Regarding Resident 111’s fall on November 17, 2013, the record demonstrates that facility staff was aware that the resident’s ongoing weight loss affected the fit of the resident’s clothing. Medical records identify weight loss as an issue at least as of May 2012 and document ongoing weight loss before and after the fall on November 17, 2013, including “significant weight loss” in April and July 2013. CMS Ex. 6, at 126-27, 180, 551. The Medical Director testified that “[t]owards the end of his life, [Resident 111, who died on April 1, 2014] was losing weight rapidly,” and the facility’s charge nurse testified that as the resident lost weight, “we would have to contact his daughter and try to get her to bring some smaller pants.” V5 at 41, 145. The facility’s Verification of Investigation form for the fall identifies, as the first of two causal/contributing factors or observations, “slacks were too big (had fallen below knees when resident bent over to pull slacks up, he fell).” CMS Ex. 6, at 13-14. The falling or tripping risk posed to such a resident by pants so large that they could drop below the knees is obvious, and the AHRQ guidance on falls in nursing facilities lists “[h]ard-to-manage clothing” as an example of an external risk factor for falls. P. Ex. 12, at 4.

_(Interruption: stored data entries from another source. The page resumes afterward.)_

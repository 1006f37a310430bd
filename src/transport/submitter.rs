//! Submission with a re-entry guard
//!
//! A submitter owns one `submitting` flag. While a request is pending any
//! further call returns `InProgress` without touching the network. The
//! flag is cleared on every exit path, including validation failure.

use std::sync::atomic::{AtomicBool, Ordering};

use uuid::Uuid;

use crate::builder::BuilderState;
use crate::observability::{log_event_with_fields, Event};
use crate::schema::{self, Schema};

use super::client::{ApiClient, CreatedForm};
use super::errors::{SessionError, SubmitError, SubmitResult};

/// Outcome of a successful submission
#[derive(Debug, Clone)]
pub struct Submission {
    /// Id attached to this attempt's log lines
    pub attempt_id: Uuid,
    pub schema: Schema,
    pub created: CreatedForm,
}

pub struct Submitter {
    client: ApiClient,
    submitting: AtomicBool,
}

struct SubmittingGuard<'a>(&'a AtomicBool);

impl Drop for SubmittingGuard<'_> {
    fn drop(&mut self) {
        self.0.store(false, Ordering::Release);
    }
}

impl Submitter {
    pub fn new(client: ApiClient) -> Self {
        Self {
            client,
            submitting: AtomicBool::new(false),
        }
    }

    pub fn client(&self) -> &ApiClient {
        &self.client
    }

    /// Whether a submission is pending
    pub fn is_submitting(&self) -> bool {
        self.submitting.load(Ordering::Acquire)
    }

    /// Normalizes, validates and sends the builder state.
    ///
    /// The request is only issued once validation passes. The state is
    /// never modified; on any error the caller may edit and retry.
    pub async fn submit(&self, state: &BuilderState, token: Option<&str>) -> SubmitResult<Submission> {
        if self
            .submitting
            .compare_exchange(false, true, Ordering::AcqRel, Ordering::Acquire)
            .is_err()
        {
            log_event_with_fields(Event::SubmitRejectedInProgress, &[]);
            return Err(SubmitError::InProgress);
        }
        let _guard = SubmittingGuard(&self.submitting);

        let schema = schema::prepare(state)?;

        let Some(token) = token.filter(|t| !t.trim().is_empty()) else {
            log_event_with_fields(Event::SessionInvalid, &[("reason", "missing")]);
            return Err(SessionError::MissingCredential.into());
        };

        let attempt_id = Uuid::new_v4();
        let attempt = attempt_id.to_string();
        log_event_with_fields(
            Event::SubmitStart,
            &[("attempt", &attempt), ("name", &schema.name)],
        );

        match self.client.create_form(token, &schema).await {
            Ok(created) => {
                let id = created.id.clone().unwrap_or_default();
                log_event_with_fields(
                    Event::SubmitComplete,
                    &[("attempt", &attempt), ("form_id", &id)],
                );
                Ok(Submission {
                    attempt_id,
                    schema,
                    created,
                })
            }
            Err(err) => {
                let event = match &err {
                    SubmitError::Conflict { .. } => Event::SubmitConflict,
                    SubmitError::Session(_) => Event::SessionInvalid,
                    _ => Event::SubmitFailed,
                };
                let message = err.to_string();
                log_event_with_fields(event, &[("attempt", &attempt), ("error", &message)]);
                Err(err)
            }
        }
    }
}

Regarding Resident 111’s fall on February 8, 2014, the facility’s investigation determined that the resident fell after stepping from a “wet/damp” recently cleaned carpet onto a tile floor. CMS Ex. 6, at 32-35. A wet floor is a known accident hazard. The fall prevention guidance materials Mountain View entered as exhibits identify wet floors or wet areas as hazards or risk factors for falls. P. Ex. 6, at 1 (CDC guidance listing “wet floors” as one of the “[e]nvironmental hazards in nursing homes” that “cause 16% to 27% of falls among residents”); P. Ex. 12, at 4 (AHRQ falls management guidance listing “uneven floors, wet areas” among examples of extrinsic risk factors for falls). The facility was responsible for, and thus aware that the carpeted floor adjacent to the tile floor of the resident’s room was wet, as its staff had wetted the carpet while cleaning it the morning of the fall and was necessarily aware that the wet carpet was apparently adjacent to the tile floor onto which the resident stepped from the wet/damp carpet, resulting in the fall.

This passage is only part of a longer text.